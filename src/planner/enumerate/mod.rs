//! Feasible-plate search.
//!
//! Two interchangeable strategies implement [`PlateEnumerator`]: exhaustive
//! brute force and an iterative 0/1 ILP. [`AdaptiveEnumerator`] picks one by
//! candidate count. The solver only gets a share of the budget; brute force
//! takes the rest when the solver errors, overruns, or finds nothing.

mod brute_force;
#[cfg(feature = "ilp")]
mod ilp;

use std::time::{Duration, Instant};

use thiserror::Error;
use tracing::{debug, warn};

use crate::models::{Dish, FeasibleSet, Targets};
use crate::planner::constants::{DEFAULT_ILP_THRESHOLD, ILP_BUDGET_SHARE};

pub use brute_force::BruteForceEnumerator;
#[cfg(feature = "ilp")]
pub use ilp::IlpEnumerator;

/// Bounds shared by every strategy for one request.
#[derive(Debug, Clone, Copy)]
pub struct SearchLimits {
    pub deadline: Instant,
    pub cap: usize,
    pub workers: usize,
}

impl SearchLimits {
    /// Limits starting now. An overflowing budget means "effectively unbounded".
    pub fn new(budget: Duration, cap: usize, workers: usize) -> Self {
        let now = Instant::now();
        let deadline = now
            .checked_add(budget)
            .unwrap_or_else(|| now + Duration::from_secs(60 * 60 * 24 * 365));
        Self {
            deadline,
            cap,
            workers: workers.max(1),
        }
    }

    #[inline]
    pub fn expired(&self) -> bool {
        Instant::now() >= self.deadline
    }

    /// Time left before the deadline, zero once it has passed.
    pub fn remaining(&self) -> Duration {
        self.deadline.saturating_duration_since(Instant::now())
    }

    /// Same bounds with the deadline pulled in to `fraction` of the time left.
    pub fn share(&self, fraction: f64) -> Self {
        Self {
            deadline: Instant::now() + self.remaining().mul_f64(fraction.clamp(0.0, 1.0)),
            ..*self
        }
    }
}

/// Result of one enumeration run.
#[derive(Debug, Clone)]
pub struct Enumeration {
    pub plates: FeasibleSet,
    /// False when the deadline cut the search short.
    pub completed: bool,
    pub strategy: &'static str,
}

impl Enumeration {
    /// Budget ran out before a single feasible plate was found.
    pub fn timed_out_empty(&self) -> bool {
        !self.completed && self.plates.is_empty()
    }
}

#[derive(Debug, Error)]
pub enum EnumerationError {
    #[error("solver error: {0}")]
    Solver(String),
}

/// A plate search strategy.
pub trait PlateEnumerator: Send + Sync {
    fn name(&self) -> &'static str;

    fn enumerate(
        &self,
        dishes: &[Dish],
        targets: &Targets,
        limits: &SearchLimits,
    ) -> Result<Enumeration, EnumerationError>;
}

/// Chooses ILP above `ilp_threshold` candidates, brute force otherwise.
pub struct AdaptiveEnumerator {
    ilp_threshold: usize,
    brute_force: BruteForceEnumerator,
    #[cfg(feature = "ilp")]
    ilp: IlpEnumerator,
}

impl AdaptiveEnumerator {
    pub fn new(ilp_threshold: usize) -> Self {
        Self {
            ilp_threshold,
            brute_force: BruteForceEnumerator,
            #[cfg(feature = "ilp")]
            ilp: IlpEnumerator,
        }
    }

    /// Strategy that will be tried first for `candidates` dishes.
    #[cfg(feature = "ilp")]
    pub fn select(&self, candidates: usize) -> &dyn PlateEnumerator {
        if candidates > self.ilp_threshold {
            &self.ilp
        } else {
            &self.brute_force
        }
    }

    /// Strategy that will be tried first for `candidates` dishes.
    #[cfg(not(feature = "ilp"))]
    pub fn select(&self, candidates: usize) -> &dyn PlateEnumerator {
        let _ = (candidates, self.ilp_threshold);
        &self.brute_force
    }
}

impl PlateEnumerator for AdaptiveEnumerator {
    fn name(&self) -> &'static str {
        "adaptive"
    }

    fn enumerate(
        &self,
        dishes: &[Dish],
        targets: &Targets,
        limits: &SearchLimits,
    ) -> Result<Enumeration, EnumerationError> {
        // With no active target every plate scores 0 and brute force stops as
        // soon as the set is full.
        let primary = if targets.is_unconstrained() {
            &self.brute_force as &dyn PlateEnumerator
        } else {
            self.select(dishes.len())
        };
        debug!(strategy = primary.name(), candidates = dishes.len(), "enumerating plates");

        if primary.name() == self.brute_force.name() {
            return self.brute_force.enumerate(dishes, targets, limits);
        }

        match primary.enumerate(dishes, targets, &limits.share(ILP_BUDGET_SHARE)) {
            Ok(found) if !found.plates.is_empty() => Ok(found),
            Ok(found) => {
                debug!(
                    strategy = primary.name(),
                    completed = found.completed,
                    "no plate from solver, falling back to brute force"
                );
                self.brute_force.enumerate(dishes, targets, limits)
            }
            Err(e) => {
                warn!(strategy = primary.name(), error = %e, "solver failed, falling back to brute force");
                self.brute_force.enumerate(dishes, targets, limits)
            }
        }
    }
}

impl Default for AdaptiveEnumerator {
    fn default() -> Self {
        Self::new(DEFAULT_ILP_THRESHOLD)
    }
}

/// Worker count bounded by the machine.
pub fn default_workers() -> usize {
    std::thread::available_parallelism()
        .map(|n| n.get())
        .unwrap_or(1)
}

____

- Aim of the exercise: Write out the records above exactly, from the opening line to the line with "or finds nothing.", including both, with nothing added.

- Expected output:
filename src/planner/enumerate/mod.rs
//! Feasible-plate search.
//!
//! Two interchangeable strategies implement [`PlateEnumerator`]: exhaustive
//! brute force and an iterative 0/1 ILP. [`AdaptiveEnumerator`] picks one by
//! candidate count. The solver only gets a share of the budget; brute force
//! takes the rest when the solver errors, overruns, or finds nothing.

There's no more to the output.